Thursday, September 19, 2013

The despondency of a citizen

Question: what does a frustrated and desperate citizen do when he realizes, as a horrified onlooker at the developments in his country, that not one of the parliamentary or extra-parliamentary parties (or constructs) expresses him? What does he do when the democracy he believes in and wants to constructively engage in is broke? 

It has taken the murder of Pavlos Fissas by a member of Golden Dawn, Greece's brand of neo-Nazis, to shock society into action....a society that has been largely silent when the Nazis murder or rough up immigrants. Yet even this call for a higher calling that this ideology minimizes us and should have no place in mainstream politics or otherwise has brought us closer by awakening most to the danger of extremism but has polarized us further as other mainstream political and social actors seek to equate extremism on the right with extremism on the left. Roger Cohen correctly coins it when he writes that "[t]he perfect political storm for violent extremism has descended on Greece."
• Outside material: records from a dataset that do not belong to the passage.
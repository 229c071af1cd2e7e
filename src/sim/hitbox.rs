//! Hitbox geometry
//!
//! Vehicles approximate their silhouette with a handful of axis-aligned
//! rectangles. Projectiles test the four corners of their bounding
//! square against each part.

use glam::Vec2;

/// One axis-aligned rectangle of a vehicle silhouette: center plus half
/// extents on each axis.
#[derive(Debug, Clone, Copy, PartialEq)]
pub struct HitboxPart {
    pub center: Vec2,
    pub half: Vec2,
}

impl HitboxPart {
    pub const fn new(center: Vec2, half: Vec2) -> Self {
        Self { center, half }
    }

    /// Open-interval containment: points exactly on an edge are outside.
    pub fn contains(&self, point: Vec2) -> bool {
        (point.x - self.center.x).abs() < self.half.x
            && (point.y - self.center.y).abs() < self.half.y
    }
}

/// Whether a circle at `center` with `radius` hits any part, testing the
/// four corners of its bounding square. Deliberately not a true
/// circle-rectangle intersection; the corner approximation is part of
/// the game balance.
pub fn circle_corners_hit(center: Vec2, radius: f32, parts: &[HitboxPart]) -> bool {
    let corners = [
        center + Vec2::new(-radius, -radius),
        center + Vec2::new(radius, -radius),
        center + Vec2::new(radius, radius),
        center + Vec2::new(-radius, radius),
    ];
    parts
        .iter()
        .any(|part| corners.iter().any(|&corner| part.contains(corner)))
}
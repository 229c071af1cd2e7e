//! Render collaborator and scene drawing
//!
//! The simulation never draws; `draw_scene` walks a `GameState` and
//! issues draw-primitive calls against whatever `Renderer` the app was
//! handed. Guns are drawn from geometry rather than sprites, so the
//! barrel and its charge overlay rotate exactly with the aim angle.

use glam::Vec2;

use crate::assets::Sprite;
use crate::consts::{BARREL_LENGTH, BARREL_WIDTH, FIRE_POWER_MIN};
use crate::sim::{GameState, Gun, GunKind, ProjectileKind};

/// 8-bit RGBA color.
#[derive(Debug, Clone, Copy, PartialEq, Eq)]
pub struct Rgba {
    pub r: u8,
    pub g: u8,
    pub b: u8,
    pub a: u8,
}

impl Rgba {
    pub const fn opaque(r: u8, g: u8, b: u8) -> Self {
        Self { r, g, b, a: 255 }
    }

    pub const fn with_alpha(self, a: u8) -> Self {
        Self { a, ..self }
    }
}

/// Daytime sky behind everything
pub const SKY: Rgba = Rgba::opaque(95, 204, 250);
/// Barrel color
pub const GUN_METAL: Rgba = Rgba::opaque(28, 43, 28);
/// Bombs and the charge overlay
pub const EXPLOSIVE_RED: Rgba = Rgba::opaque(184, 59, 28);
/// Shells and shrapnel
pub const PROJECTILE_BLACK: Rgba = Rgba::opaque(0, 0, 0);
/// Charge overlays are translucent so the scene stays readable
pub const AIM_ALPHA: u8 = 120;

/// Axis-aligned screen rectangle.
#[derive(Debug, Clone, Copy, PartialEq)]
pub struct Rect {
    /// Top-left corner
    pub pos: Vec2,
    pub size: Vec2,
}

impl Rect {
    pub fn new(pos: Vec2, size: Vec2) -> Self {
        Self { pos, size }
    }

    /// Rectangle of `size` centered on `center`.
    pub fn centered(center: Vec2, size: Vec2) -> Self {
        Self {
            pos: center - size / 2.0,
            size,
        }
    }
}

/// Draw primitives the scene needs. One frame is a `clear`, a batch of
/// draw calls, then a `present`.
pub trait Renderer {
    fn clear(&mut self, color: Rgba);
    /// Draw a texture stretched into `dst`; `flip_x` mirrors it.
    fn blit(&mut self, sprite: Sprite, dst: Rect, flip_x: bool);
    fn fill_polygon(&mut self, points: &[Vec2], color: Rgba);
    fn fill_circle(&mut self, center: Vec2, radius: f32, color: Rgba);
    fn present(&mut self);
}

/// Renderer that draws nothing. Headless runs and simulation tests use
/// it so the frame loop stays identical with or without a window.
#[derive(Debug, Default)]
pub struct NullRenderer;

impl Renderer for NullRenderer {
    fn clear(&mut self, _color: Rgba) {}
    fn blit(&mut self, _sprite: Sprite, _dst: Rect, _flip_x: bool) {}
    fn fill_polygon(&mut self, _points: &[Vec2], _color: Rgba) {}
    fn fill_circle(&mut self, _center: Vec2, _radius: f32, _color: Rgba) {}
    fn present(&mut self) {}
}

/// Rotated rectangle along `dir` starting at `origin`.
fn beam(origin: Vec2, dir: Vec2, length: f32, half_width: f32) -> [Vec2; 4] {
    let perp = Vec2::new(-dir.y, dir.x);
    let far = origin + dir * length;
    [
        origin + perp * half_width,
        far + perp * half_width,
        far - perp * half_width,
        origin - perp * half_width,
    ]
}

/// The barrel rectangle for a gun at its current angle.
pub fn barrel_polygon(gun: &Gun) -> [Vec2; 4] {
    let dir = Vec2::new(gun.angle.cos(), gun.angle.sin());
    beam(gun.pos, dir, BARREL_LENGTH * 10.0, BARREL_WIDTH / 2.0)
}

/// Artillery charge overlay: a beam along the aim whose length tracks
/// the accumulated fire power.
pub fn artillery_aim_polygon(gun: &Gun) -> [Vec2; 4] {
    let dir = Vec2::new(gun.angle.cos(), gun.angle.sin());
    beam(gun.pos, dir, BARREL_LENGTH * gun.fire_power, BARREL_WIDTH / 2.0)
}

/// Shotgun charge overlay: a fan opening from the muzzle, wider and
/// longer as the fire power grows.
pub fn shotgun_aim_polygon(gun: &Gun) -> [Vec2; 4] {
    let dir = Vec2::new(gun.angle.cos(), gun.angle.sin());
    let perp = Vec2::new(-dir.y, dir.x);
    let near = gun.pos + dir * (BARREL_LENGTH * 10.0);
    let far = gun.pos + dir * (BARREL_LENGTH * gun.fire_power);
    let half_near = BARREL_WIDTH / 2.0;
    let half_far = (BARREL_WIDTH + (gun.fire_power - FIRE_POWER_MIN) / 40.0 * 70.0) / 2.0;
    [
        near + perp * half_near,
        far + perp * half_far,
        far - perp * half_far,
        near - perp * half_near,
    ]
}

/// Draw one frame of the scene, back to front. `present` is left to the
/// caller so it can sit exactly where the frame loop wants it.
pub fn draw_scene(state: &GameState, out: &mut dyn Renderer) {
    let cfg = &state.config;
    out.clear(SKY);
    out.blit(
        Sprite::Ground,
        Rect::new(
            Vec2::new(0.0, cfg.screen_height - cfg.ground_height),
            Vec2::new(cfg.screen_width, cfg.ground_height),
        ),
        false,
    );

    for gun in &state.guns {
        if gun.armed {
            let overlay = match gun.kind {
                GunKind::Artillery => artillery_aim_polygon(gun),
                GunKind::Shotgun => shotgun_aim_polygon(gun),
            };
            out.fill_polygon(&overlay, EXPLOSIVE_RED.with_alpha(AIM_ALPHA));
        }
        out.fill_polygon(&barrel_polygon(gun), GUN_METAL);
    }

    for tank in &state.tanks {
        out.blit(tank.sprite(), Rect::centered(tank.pos, tank.size), false);
    }
    for target in &state.targets {
        out.blit(
            target.sprite(),
            Rect::centered(target.pos, target.size),
            target.mirrored(),
        );
    }

    for projectile in &state.projectiles {
        let color = match projectile.kind {
            ProjectileKind::Bomb => EXPLOSIVE_RED,
            _ => PROJECTILE_BLACK,
        };
        out.fill_circle(projectile.pos, projectile.radius(), color);
    }

    for particle in &state.particles {
        out.blit(
            particle.sprite,
            Rect::centered(particle.pos, particle.size),
            false,
        );
    }
}
//! Tank Duel - a two-player artillery game
//!
//! Core modules:
//! - `sim`: Deterministic simulation (ballistics, hit testing, entity lifecycle)
//! - `render`: Draw-primitive collaborator trait and scene drawing
//! - `input`: Polled input-event collaborator
//! - `assets`: Named texture catalog with fail-fast resolution
//! - `config`: Data-driven game setup
//! - `app`: Fixed-rate frame loop tying the collaborators together

pub mod app;
pub mod assets;
pub mod config;
pub mod input;
pub mod render;
pub mod sim;

pub use config::{Controls, GameConfig};

use glam::Vec2;

/// Game tuning constants
pub mod consts {
    /// Downward acceleration applied to projectiles, units per tick²
    pub const GRAVITY: f32 = 0.9;
    /// Height of the ground band at the bottom of the screen
    pub const GROUND_HEIGHT: f32 = 250.0;
    /// Fixed simulation/render rate in Hz
    pub const TICK_RATE: u32 = 120;

    /// Tank horizontal speed while a movement key is held, units per tick
    pub const TANK_SPEED: f32 = 5.0;

    /// Projectile stats
    pub const SHELL_RADIUS: f32 = 8.0;
    pub const SHELL_DAMAGE: i32 = 3;
    pub const SHRAPNEL_RADIUS: f32 = 3.0;
    pub const SHRAPNEL_DAMAGE: i32 = 1;
    pub const BOMB_RADIUS: f32 = 10.0;
    pub const BOMB_DAMAGE: i32 = 5;

    /// Gun geometry; the drawn barrel is `BARREL_LENGTH * 10` long
    pub const BARREL_WIDTH: f32 = 12.0;
    pub const BARREL_LENGTH: f32 = 4.0;
    /// Fire power bounds; power doubles as launch speed
    pub const FIRE_POWER_MIN: f32 = 10.0;
    pub const FIRE_POWER_MAX: f32 = 50.0;
    /// The gun chamber rides this far above the tank center
    pub const GUN_MOUNT_RISE: f32 = 15.0;

    /// Concurrent target cap
    pub const MAX_TARGETS: usize = 4;
    /// Airship share of spawned targets; the rest are balloons
    pub const AIRSHIP_WEIGHT: f32 = 0.2;
}

/// Quadrant-aware aim angle from a gun mount toward the pointer, in
/// screen coordinates (y grows downward).
///
/// Vertical alignment aims straight up regardless of which side the
/// pointer is on; pointers below the horizon clamp to horizontal, so a
/// gun never aims into the ground.
pub fn aim_angle(mount: Vec2, pointer: Vec2) -> f32 {
    use std::f32::consts::PI;
    let dx = pointer.x - mount.x;
    let dy = pointer.y - mount.y;
    if dx == 0.0 {
        -PI / 2.0
    } else if dy > 0.0 {
        if dx > 0.0 { 0.0 } else { PI }
    } else if dy < 0.0 && dx > 0.0 {
        (dy / dx).atan()
    } else {
        (dy / dx).atan() + PI
    }
}

#[cfg(test)]
mod tests {
    use super::*;
    use std::f32::consts::PI;

    const MOUNT: Vec2 = Vec2::new(100.0, 100.0);

    #[test]
    fn vertical_alignment_aims_straight_up() {
        assert_eq!(aim_angle(MOUNT, Vec2::new(100.0, 0.0)), -PI / 2.0);
        // Same answer even with the pointer below the mount
        assert_eq!(aim_angle(MOUNT, Vec2::new(100.0, 200.0)), -PI / 2.0);
    }

    #[test]
    fn pointer_below_horizon_clamps_to_horizontal() {
        assert_eq!(aim_angle(MOUNT, Vec2::new(150.0, 150.0)), 0.0);
        assert_eq!(aim_angle(MOUNT, Vec2::new(50.0, 150.0)), PI);
    }

    #[test]
    fn upper_right_quadrant() {
        let angle = aim_angle(MOUNT, Vec2::new(150.0, 50.0));
        assert!((angle - (-PI / 4.0)).abs() < 1e-6);
    }

    #[test]
    fn upper_left_quadrant() {
        let angle = aim_angle(MOUNT, Vec2::new(50.0, 50.0));
        assert!((angle - (PI / 4.0 + PI)).abs() < 1e-6);
    }
}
I really find myself in despair …the whole gamut of the polarizing public political discourse disgusts me – the right versus the left, the far left versus the far right, the fascists versus the anti-fascists, the classification of violence into justified and unjustified or, in other words, the tolerance towards violence expressed openly by many of my country’s elected representatives and their minions, etc….whether proudly condemning or remaining idle in an unnerving quiet, the contribution of all political parties in the condemnation of my country is undeniable….I who believes in parliamentary democracy and its values and wants to have the right to a political discourse, what do I do? I, who believes in the value of my right to vote and agonizes over my ballot every time I exercise my right, what do I do?

What do I do under the current circumstances when any hope for change is stifled because my very representatives represent the past and contribute to its polarizing present? I do not ask what I can do because I currently I feel helpless, a citizen condemned with no choice or ability or strength to contribute to the reversal of the country's fortunes. 

The prevalence of a culture of hate, division, and sedition has become mainstream in the Greek body politic over the last few years as the political system is undergoing a very real and moral collapse makes all efforts to overcome the debilitating impact of the crisis come to naught.

Greece is seriously ill, past intensive care, almost into some sort of twilight zone where its ailments are abundant, gangrenous, infectious, and their cure a product of manifold interpretations by experts and, unfortunately, the oblivious political pundits that govern it or want to govern it and impart it with their political sophisms.

Hence, for this citizen,  the despair, the desperation, the despondency, the agony, the pain, the helplessness, the void, and all their derivatives....I ask, "what do I do do?" because asking "what can I do?" seems beyond reach, at least my reach...What do I do to keep believing my beliefs and values? What do I to make it through the economic morass that taxes me and my family beyond our means? What do I do to keep believing that this is an ephemeral ugly period that will pass and then I can start believing somehow that I the citizen has a role in society and I can ask "what can I do?" With the prevailing political and social elite and the deep seated culture of polarization and hate that has impregnated society, the answer is not at all evident.